AWS DNSリソースを使用したHAクラスターの構築手順の詳細は、AWS構築ガイドを参照ください。
- CLUSTERPRO
- -フェールオーバーグループ (failover)
- ■AWS DNSリソース
- ・ホストゾーン:123456789abcde ←「3.1.3 DNSの設定」で設定したホストゾーンID
- ・リソースレコードセット名:sample.cluster.local.
- ■ミラーディスクリソース
- ・データパーティション:M:\
- ・クラスタパーティション:R:\
- ■CIFSリソース
- ・共有名:cifs_sharing_name
- ・フォルダ:M:\cifs_folder

- Windows > クラウド > Amazon Web Services > HAクラスタ構築ガイド > 第6章 DNS名制御によるHAクラスタの設定
4. 動作確認
異なるリージョン間でCIFSリソースによるファイル共有が行われていることを確認します。
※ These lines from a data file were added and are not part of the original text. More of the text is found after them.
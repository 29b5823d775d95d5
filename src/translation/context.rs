/*!
 * Per-request translation context.
 *
 * A `TranslationContext` is created for each translate call and owned by it
 * exclusively. The request configuration (languages, mode, exclusions) is
 * fixed at construction; layers communicate through the mutable parts only:
 * `tokens`, `translated_text`, and the `metadata` bag.
 */

use std::collections::{HashMap, HashSet};

use anyhow::{Result, anyhow};
use serde::{Deserialize, Serialize};

use crate::language_utils;

/// Keys the built-in layers use in the context metadata bag
pub mod metadata_keys {
    /// Token list produced by pre-processing (`MetadataValue::Tokens`)
    pub const TOKENS: &str = "tokens";

    /// Token count produced by pre-processing (`MetadataValue::Number`)
    pub const TOKEN_COUNT: &str = "token_count";

    /// Alternative renderings, word-by-word first (`MetadataValue::Tokens`)
    pub const ALTERNATIVES: &str = "alternatives";

    /// Rule identifiers applied so far (`MetadataValue::Tokens`)
    pub const APPLIED_RULES: &str = "applied_rules";

    /// Phrases substituted by the dictionary layer (`MetadataValue::Tokens`)
    pub const MATCHED_PHRASES: &str = "matched_phrases";
}

/// Translation processing mode
#[derive(Debug, Serialize, Deserialize, Clone, Copy, PartialEq, Eq, Default)]
#[serde(rename_all = "lowercase")]
pub enum TranslationMode {
    /// Minimal bookkeeping, no quality scoring
    #[default]
    Fast,
    /// Quality scoring enabled
    Quality,
    /// Quality scoring plus verbose diagnostics
    Detailed,
}

impl TranslationMode {
    pub fn to_lowercase_string(&self) -> String {
        match self {
            Self::Fast => "fast".to_string(),
            Self::Quality => "quality".to_string(),
            Self::Detailed => "detailed".to_string(),
        }
    }
}

impl std::fmt::Display for TranslationMode {
    fn fmt(&self, f: &mut std::fmt::Formatter<'_>) -> std::fmt::Result {
        write!(f, "{}", self.to_lowercase_string())
    }
}

impl std::str::FromStr for TranslationMode {
    type Err = anyhow::Error;

    fn from_str(s: &str) -> Result<Self> {
        match s.to_lowercase().as_str() {
            "fast" => Ok(Self::Fast),
            "quality" => Ok(Self::Quality),
            "detailed" => Ok(Self::Detailed),
            _ => Err(anyhow!("Invalid translation mode: {}", s)),
        }
    }
}

/// Typed value stored in the context metadata bag
#[derive(Debug, Clone, PartialEq)]
pub enum MetadataValue {
    /// Free-form text
    Text(String),
    /// Boolean flag
    Flag(bool),
    /// Numeric value
    Number(f64),
    /// List of strings
    Tokens(Vec<String>),
}

impl MetadataValue {
    pub fn as_text(&self) -> Option<&str> {
        match self {
            Self::Text(value) => Some(value),
            _ => None,
        }
    }

    pub fn as_flag(&self) -> Option<bool> {
        match self {
            Self::Flag(value) => Some(*value),
            _ => None,
        }
    }

    pub fn as_number(&self) -> Option<f64> {
        match self {
            Self::Number(value) => Some(*value),
            _ => None,
        }
    }

    pub fn as_tokens(&self) -> Option<&[String]> {
        match self {
            Self::Tokens(value) => Some(value),
            _ => None,
        }
    }
}

/// Per-request state threaded through the pipeline
#[derive(Debug, Clone)]
pub struct TranslationContext {
    /// Source language code (ISO 639-1)
    pub source_language: String,

    /// Target language code (ISO 639-1)
    pub target_language: String,

    /// Whether layers record verbose diagnostics
    pub debug_mode: bool,

    /// Processing mode
    pub mode: TranslationMode,

    /// Minimum phrase confidence (percent, 0-100) for substitution
    pub min_confidence: f64,

    /// Advisory processing budget in milliseconds, 0 for unlimited
    pub max_processing_time_ms: u64,

    /// Words the substitution layer must pass through untranslated
    exclude_words: HashSet<String>,

    /// Exact-match overrides applied before any lookup
    force_translations: HashMap<String, String>,

    /// Whether lookups consult the cache
    pub use_cache: bool,

    /// Whether repository hits populate the cache
    pub save_to_cache: bool,

    /// Supported-pair override, from the engine configuration
    supported_pairs: Option<HashSet<String>>,

    /// Tokens produced by pre-processing
    pub tokens: Vec<String>,

    /// Running translation, updated layer by layer
    pub translated_text: Option<String>,

    /// Layer-to-layer metadata bag
    pub metadata: HashMap<String, MetadataValue>,
}

impl TranslationContext {
    /// Create a context for a language pair with default settings
    pub fn new(source_language: &str, target_language: &str) -> Self {
        Self {
            source_language: source_language.trim().to_lowercase(),
            target_language: target_language.trim().to_lowercase(),
            debug_mode: false,
            mode: TranslationMode::default(),
            min_confidence: 0.0,
            max_processing_time_ms: 0,
            exclude_words: HashSet::new(),
            force_translations: HashMap::new(),
            use_cache: true,
            save_to_cache: true,
            supported_pairs: None,
            tokens: Vec::new(),
            translated_text: None,
            metadata: HashMap::new(),
        }
    }

    /// Set the processing mode
    pub fn with_mode(mut self, mode: TranslationMode) -> Self {
        self.mode = mode;
        self
    }

    /// Enable or disable verbose diagnostics
    pub fn with_debug(mut self, debug: bool) -> Self {
        self.debug_mode = debug;
        self
    }

    /// Set the minimum phrase confidence (percent, 0-100)
    pub fn with_min_confidence(mut self, min_confidence: f64) -> Self {
        self.min_confidence = min_confidence.clamp(0.0, 100.0);
        self
    }

    /// Set the advisory processing budget in milliseconds
    pub fn with_max_processing_time_ms(mut self, budget_ms: u64) -> Self {
        self.max_processing_time_ms = budget_ms;
        self
    }

    /// Add words the substitution layer must leave untranslated
    pub fn with_excluded_words<I, S>(mut self, words: I) -> Self
    where
        I: IntoIterator<Item = S>,
        S: AsRef<str>,
    {
        self.exclude_words
            .extend(words.into_iter().map(|w| w.as_ref().to_lowercase()));
        self
    }

    /// Add exact-match translation overrides
    pub fn with_force_translations<I, K, V>(mut self, translations: I) -> Self
    where
        I: IntoIterator<Item = (K, V)>,
        K: AsRef<str>,
        V: Into<String>,
    {
        self.force_translations.extend(
            translations
                .into_iter()
                .map(|(k, v)| (k.as_ref().to_lowercase(), v.into())),
        );
        self
    }

    /// Enable or disable cache reads for this request
    pub fn with_use_cache(mut self, use_cache: bool) -> Self {
        self.use_cache = use_cache;
        self
    }

    /// Enable or disable cache writes for this request
    pub fn with_save_to_cache(mut self, save_to_cache: bool) -> Self {
        self.save_to_cache = save_to_cache;
        self
    }

    /// Replace the supported-pair set for this request
    pub fn with_supported_pairs(mut self, pairs: HashSet<String>) -> Self {
        self.supported_pairs = Some(pairs);
        self
    }

    /// The request's language pair as `"source-target"`
    pub fn language_pair(&self) -> String {
        language_utils::format_language_pair(&self.source_language, &self.target_language)
    }

    /// The request's language pair reversed, as `"target-source"`
    pub fn reverse_language_pair(&self) -> String {
        language_utils::format_language_pair(&self.target_language, &self.source_language)
    }

    /// Check the pair against the configured allow-list
    pub fn is_language_pair_supported(&self) -> bool {
        language_utils::is_pair_supported(
            &self.source_language,
            &self.target_language,
            self.supported_pairs.as_ref(),
        )
    }

    /// Whether a word is excluded from substitution (case-insensitive)
    pub fn should_exclude_word(&self, word: &str) -> bool {
        self.exclude_words.contains(&word.to_lowercase())
    }

    /// Look up a forced translation override (case-insensitive exact match)
    pub fn get_force_translation(&self, word: &str) -> Option<&str> {
        self.force_translations
            .get(&word.to_lowercase())
            .map(|s| s.as_str())
    }

    /// Whether verbose diagnostics are active for this request
    pub fn is_debug_enabled(&self) -> bool {
        self.debug_mode || self.mode == TranslationMode::Detailed
    }

    /// Whether the request runs in fast mode
    pub fn is_fast_mode_enabled(&self) -> bool {
        self.mode == TranslationMode::Fast
    }

    /// Whether the request runs with quality scoring
    pub fn is_quality_mode_enabled(&self) -> bool {
        matches!(
            self.mode,
            TranslationMode::Quality | TranslationMode::Detailed
        )
    }

    /// Store a metadata value
    pub fn set_metadata(&mut self, key: &str, value: MetadataValue) {
        self.metadata.insert(key.to_string(), value);
    }

    /// Read a metadata value
    pub fn get_metadata(&self, key: &str) -> Option<&MetadataValue> {
        self.metadata.get(key)
    }

    /// Append a rule identifier to the applied-rules metadata list
    pub fn record_applied_rule(&mut self, rule_id: &str) {
        match self.metadata.get_mut(metadata_keys::APPLIED_RULES) {
            Some(MetadataValue::Tokens(rules)) => rules.push(rule_id.to_string()),
            _ => {
                self.metadata.insert(
                    metadata_keys::APPLIED_RULES.to_string(),
                    MetadataValue::Tokens(vec![rule_id.to_string()]),
                );
            }
        }
    }

    /// The text the next layer should read: the running translation when one
    /// exists, the original input otherwise
    pub fn current_text<'a>(&'a self, original: &'a str) -> &'a str {
        self.translated_text.as_deref().unwrap_or(original)
    }
}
- 1.東京リージョンの現用系EC2インスタンスで、M:\cifs_folder 配下に test.txt を作成します。
- 2.操作用EC2インスタンスから、\\sample.cluster.local\cifs_sharing_name にアクセスし、現用系EC2インスタンスの IDとPassword を入力して認証をパスします。test.txt が表示され、エディタで開けることを確認します。
- 3.Cluster WebUIから、フェールオーバーグループを東京リージョンの現用系EC2インスタンスからシンガポールリージョンの待機系EC2インスタンスに手動で移動します。
- 4.操作用EC2インスタンスから、\\sample.cluster.local\cifs_sharing_name を開き、待機系EC2インスタンスの IDとPassword を入力して認証をパスします。手動フェールオーバー前と同様にtest.txt が表示され、エディタで開けることを確認します。
異なるリージョン間をまたいだ 環境でもHAクラスターが構築できることを確認できました。
さいごに
今回は VPC ピアリング接続を用いて、異なるリージョン間をまたいだ HAクラスターを構築してみました。
VPC ピアリング接続は、ルートテーブルやセキュリティグループの設定が少々入り組みますが、AWS が提供する一機能として、手軽にプライベート接続を実現できる点は魅力的だと思います。
本記事の構成をご検討の際は、CLUSTERPROの試用版を用いて検証した後、ご提案・構築ください。